Zhan Wang, Zi-Yong Ge, Zhongcheng Xiang, Xiaohui Song, Rui-Zhen Huang, Pengtao Song, Xue-Yi Guo, Luhong Su, Kai Xu, Dongning Zheng, and Heng Fan

Phys. Rev. Research 4, L022060 – Published 17 June 2022

Abstract

Lattice gauge theories (LGTs) are one of the most fundamental subjects in many-body physics, and has recently attracted considerable research interests in quantum simulations. Here we experimentally investigate the emergent $Z_{2}$ gauge invariance in a 1D superconducting circuit with 10 transmon qubits. By precisely adjusting staggered longitudinal and transverse fields to each qubit, we construct an effective Hamiltonian containing an LGT and gauge-broken terms. The corresponding matter sector can exhibit a localization, and there also exists a 3-qubit operator, of which the expectation value can retain nonzero for a long time in low-energy regimes. The above localization can be regarded as the confinement of matter fields, and the 3-body operator is the $Z_{2}$ gauge generator. These experimental results demonstrate that, despite the absence of gauge structure in the effective Hamiltonian, $Z_{2}$ gauge invariance can still emerge in low-energy regimes.

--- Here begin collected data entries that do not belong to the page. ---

// SPDX-License-Identifier: AGPL-3.0-or-later
// Copyright (c) 2025 ReifyDB

use std::sync::Arc;

use conduit_sub_server::AppState;
use tokio::{net::TcpStream, sync::watch};
use tracing::{debug, warn};

use crate::{
	WsConfig,
	session::{Session, Termination},
};

/// Serve one accepted connection as a subscription session.
pub async fn handle_connection(
	stream: TcpStream,
	state: AppState,
	config: Arc<WsConfig>,
	shutdown: watch::Receiver<bool>,
) -> Termination {
	if let Err(e) = stream.set_nodelay(true) {
		warn!("Failed to set TCP_NODELAY: {}", e);
	}

	let peer = stream.peer_addr().ok();
	let session = Session::new(state, config);
	let session_id = session.id();
	debug!("Session {} opened for {:?}", session_id, peer);

	let termination = session.run(stream, shutdown).await;
	debug!("Session {} closed for {:?}: {}", session_id, peer, termination);
	termination
}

Our work provides a method for both theoretically and experimentally studying the rich physics in quantum many-body systems with emergent gauge invariance.

Received 17 November 2021
Revised 16 May 2022
Accepted 7 June 2022

DOI:https://doi.org/10.1103/PhysRevResearch.4.L022060

Published by the American Physical Society under the terms of the Creative Commons Attribution 4.0 International license. Further distribution of this work must maintain attribution to the author(s) and the published article's title, journal citation, and DOI.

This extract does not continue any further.